Llegué otra vez tarde, perdido en una combinación de líneas que me trajo de nuevo esa sensación de extraño en md, de la que sabe mucho Iñaki Echarte.
(Eduardo Laporte en El náuGrafo digital)

30 agosto 2009

los elefantes no están hechos para levantarse del suelo

Los elefantes no están hechos para levantarse del suelo, y la imagen resultaba nauseabunda, una especie de reprimenda al orden natural: como si encontraran fósiles en un cementerio o lloviera bacalao en salmuera en el desierto. Se hizo el silencio bajo las lámparas de foco humeantes.
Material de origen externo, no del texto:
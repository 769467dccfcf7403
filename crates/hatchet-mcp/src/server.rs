//! MCP tool definitions and server handler.

use std::sync::Arc;

use rmcp::{
    handler::server::{router::tool::ToolRouter, wrapper::Parameters},
    model::{CallToolResult, Content, ServerCapabilities, ServerInfo},
    tool, tool_handler, tool_router, ErrorData as McpError, ServerHandler,
};
use serde::Serialize;
use tracing::{info, warn};

use hatchet_client::HatchetApi;

use crate::error::ToolError;
use crate::params::{ListRunsParams, QueueMetricsParams, RunIdParams, SearchRunsParams};
use crate::service::QueryService;

/// MCP server for read-only Hatchet queries.
#[derive(Clone)]
pub struct HatchetMcpServer {
    service: QueryService,
    tool_router: ToolRouter<Self>,
}

/// Render a value as the tool's text content.
fn success<T: Serialize>(value: &T) -> CallToolResult {
    let response = serde_json::to_string_pretty(value).unwrap_or_else(|_| "null".to_string());
    CallToolResult::success(vec![Content::text(response)])
}

/// Render a failed call, logging it first.
fn failure(tool: &str, err: &ToolError, run_id: Option<&str>) -> CallToolResult {
    match err {
        ToolError::Invalid(e) => info!(tool, error = %e, "Rejected tool arguments"),
        ToolError::Upstream(e) => warn!(tool, error = %e, "Hatchet query failed"),
    }
    let body = err.to_body(run_id);
    let response = serde_json::to_string_pretty(&body).unwrap_or_else(|_| "{}".to_string());
    CallToolResult::error(vec![Content::text(response)])
}

#[tool_router]
impl HatchetMcpServer {
    /// Create a new MCP server over the given Hatchet API.
    pub fn new(api: Arc<dyn HatchetApi>) -> Self {
        Self {
            service: QueryService::new(api),
            tool_router: Self::tool_router(),
        }
    }

    #[tool(description = "List all registered Hatchet workflows with their IDs, names, descriptions and versions.")]
    async fn list_workflows(&self) -> Result<CallToolResult, McpError> {
        match self.service.list_workflows().await {
            Ok(workflows) => {
                info!(workflow_count = workflows.len(), "Listed workflows via MCP");
                Ok(success(&workflows))
            }
            Err(e) => Ok(failure("list_workflows", &e, None)),
        }
    }

    #[tool(description = "List workflow runs with optional filters: workflow name, status \
                          (queued, running, completed, failed, cancelled), how many hours back \
                          to search (default 24) and a maximum count (default 50).")]
    async fn list_runs(
        &self,
        Parameters(params): Parameters<ListRunsParams>,
    ) -> Result<CallToolResult, McpError> {
        match self.service.list_runs(&params).await {
            Ok(runs) => {
                info!(
                    workflow = params.workflow_name.as_deref().unwrap_or("all"),
                    status = params.status.as_deref().unwrap_or("any"),
                    since_hours = params.since_hours,
                    run_count = runs.len(),
                    "Listed runs via MCP"
                );
                Ok(success(&runs))
            }
            Err(e) => Ok(failure("list_runs", &e, None)),
        }
    }

    #[tool(description = "Get the current status and timing details of a specific workflow run.")]
    async fn get_run_status(
        &self,
        Parameters(params): Parameters<RunIdParams>,
    ) -> Result<CallToolResult, McpError> {
        match self.service.get_run_status(&params.run_id).await {
            Ok(run) => {
                info!(run_id = %params.run_id, status = ?run.status, "Retrieved run status via MCP");
                Ok(success(&run))
            }
            Err(e) => Ok(failure("get_run_status", &e, Some(&params.run_id))),
        }
    }

    #[tool(description = "Get the output of a workflow run. The result is null while the run \
                          is still queued or running.")]
    async fn get_run_result(
        &self,
        Parameters(params): Parameters<RunIdParams>,
    ) -> Result<CallToolResult, McpError> {
        match self.service.get_run_result(&params.run_id).await {
            Ok(result) => {
                info!(run_id = %params.run_id, finished = result.finished, "Retrieved run result via MCP");
                Ok(success(&result))
            }
            Err(e) => Ok(failure("get_run_result", &e, Some(&params.run_id))),
        }
    }

    #[tool(description = "Get queue depth: counts of recent runs by status (queued, running, \
                          completed, failed, cancelled), optionally for a single workflow.")]
    async fn get_queue_metrics(
        &self,
        Parameters(params): Parameters<QueueMetricsParams>,
    ) -> Result<CallToolResult, McpError> {
        match self.service.queue_metrics(&params).await {
            Ok(metrics) => {
                info!(
                    workflow = %metrics.workflow_name,
                    total = metrics.counts.total,
                    in_flight = metrics.counts.in_flight(),
                    "Computed queue metrics via MCP"
                );
                Ok(success(&metrics))
            }
            Err(e) => Ok(failure("get_queue_metrics", &e, None)),
        }
    }

    #[tool(description = "Search workflow runs by an additional-metadata key/value pair \
                          (e.g. audit_id, audit_type, patient_id, application_id, rule_id), \
                          optionally filtered by status and time window.")]
    async fn search_runs(
        &self,
        Parameters(params): Parameters<SearchRunsParams>,
    ) -> Result<CallToolResult, McpError> {
        match self.service.search_runs(&params).await {
            Ok(runs) => {
                info!(
                    key = %params.metadata_key,
                    run_count = runs.len(),
                    "Searched runs via MCP"
                );
                Ok(success(&runs))
            }
            Err(e) => Ok(failure("search_runs", &e, None)),
        }
    }
}

#[tool_handler]
impl ServerHandler for HatchetMcpServer {
    fn get_info(&self) -> ServerInfo {
        ServerInfo {
            protocol_version: Default::default(),
            capabilities: ServerCapabilities::builder().enable_tools().build(),
            server_info: rmcp::model::Implementation {
                name: "hatchet-mcp".to_string(),
                version: env!("CARGO_PKG_VERSION").to_string(),
                title: Some("Hatchet Debug Server".to_string()),
                website_url: None,
                icons: None,
            },
            instructions: Some(
                "Read-only access to Hatchet workflow runs. Use list_workflows to discover \
                 workflow names, list_runs or search_runs to find runs, get_run_status and \
                 get_run_result to inspect one run, and get_queue_metrics for queue depth."
                    .to_string(),
            ),
        }
    }
}

#[cfg(test)]
mod tests {
    use super::*;

    use serde_json::Value;

    use crate::service::tests::FakeHatchet;

    fn server(fake: FakeHatchet) -> HatchetMcpServer {
        HatchetMcpServer::new(Arc::new(fake))
    }

    fn body(result: &CallToolResult) -> Value {
        let text = result
            .content
            .first()
            .and_then(|c| c.as_text())
            .map(|t| t.text.clone())
            .expect("text content");
        serde_json::from_str(&text).unwrap()
    }

    #[test]
    fn test_registers_all_tools() {
        let mut names: Vec<String> = HatchetMcpServer::tool_router()
            .list_all()
            .into_iter()
            .map(|t| t.name.to_string())
            .collect();
        names.sort();

        assert_eq!(
            names,
            vec![
                "get_queue_metrics",
                "get_run_result",
                "get_run_status",
                "list_runs",
                "list_workflows",
                "search_runs",
            ]
        );
    }

    #[test]
    fn test_server_info() {
        let info = server(FakeHatchet::default()).get_info();
        assert_eq!(info.server_info.name, "hatchet-mcp");
        assert!(info.capabilities.tools.is_some());
    }

    #[tokio::test]
    async fn test_list_runs_tool() {
        let result = server(FakeHatchet::sample())
            .list_runs(Parameters(ListRunsParams {
                status: Some("queued".to_string()),
                ..Default::default()
            }))
            .await
            .unwrap();

        assert_ne!(result.is_error, Some(true));
        let runs = body(&result);
        assert_eq!(runs.as_array().unwrap().len(), 1);
        assert_eq!(runs[0]["id"], "r1");
        assert_eq!(runs[0]["additional_metadata"]["audit_id"], "a-1");
    }

    #[tokio::test]
    async fn test_invalid_status_is_tool_error() {
        let result = server(FakeHatchet::sample())
            .search_runs(Parameters(SearchRunsParams {
                status: Some("paused".to_string()),
                ..SearchRunsParams::new("audit_id", "a-1")
            }))
            .await
            .unwrap();

        assert_eq!(result.is_error, Some(true));
        assert!(body(&result)["error"].as_str().unwrap().contains("paused"));
    }

    #[tokio::test]
    async fn test_missing_run_reports_run_id() {
        let result = server(FakeHatchet::sample())
            .get_run_status(Parameters(RunIdParams {
                run_id: "nope".to_string(),
            }))
            .await
            .unwrap();

        assert_eq!(result.is_error, Some(true));
        assert_eq!(body(&result)["run_id"], "nope");
    }

    #[tokio::test]
    async fn test_queue_metrics_tool() {
        let result = server(FakeHatchet::sample())
            .get_queue_metrics(Parameters(QueueMetricsParams::default()))
            .await
            .unwrap();

        let metrics = body(&result);
        assert_eq!(metrics["workflow_name"], "all");
        assert_eq!(metrics["time_range_hours"], 24);
        assert_eq!(metrics["counts"]["total"], 4);
        assert_eq!(metrics["counts"]["cancelled"], 0);
    }

    #[tokio::test]
    async fn test_get_run_result_tool() {
        let result = server(FakeHatchet::sample())
            .get_run_result(Parameters(RunIdParams {
                run_id: "r4".to_string(),
            }))
            .await
            .unwrap();

        let value = body(&result);
        assert_eq!(value["run_id"], "r4");
        assert_eq!(value["status"], "completed");
        assert_eq!(value["result"]["chunks"], 12);
    }

    #[tokio::test]
    async fn test_upstream_failure_is_tool_error() {
        let result = server(FakeHatchet {
            fail_with: Some(500),
            ..FakeHatchet::sample()
        })
        .list_workflows()
        .await
        .unwrap();

        assert_eq!(result.is_error, Some(true));
        assert!(body(&result)["error"].as_str().unwrap().contains("500"));
    }
}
Las patas regordetas de Mary se agitaron en el aire, y luego, una sola vez, y después de un buen rato, sus ojos se abrieron como platos al entender lo que estaba pasando. La trompa se elevó, recta; se oyó un bramido breve, decepcionado y medio estrangulado y por fin Mary se quedó flácida y sin vida.
Nadie sabe con certeza cúanto tiempo pasó colgado el elefante sobre Wilwood Hill. Un hombre con conocimientos de fotografía nocturna ofreció a la gente posar con el cadaver, pero no hubo interesados.

Glen David Golg. Las lágrimas de Squonk, y lo que sucedió después. Incluido en Lo mejor de McSweeney's. Volumen II. Edición al cuidado de Dave Eggers. Debolsillo, 2007.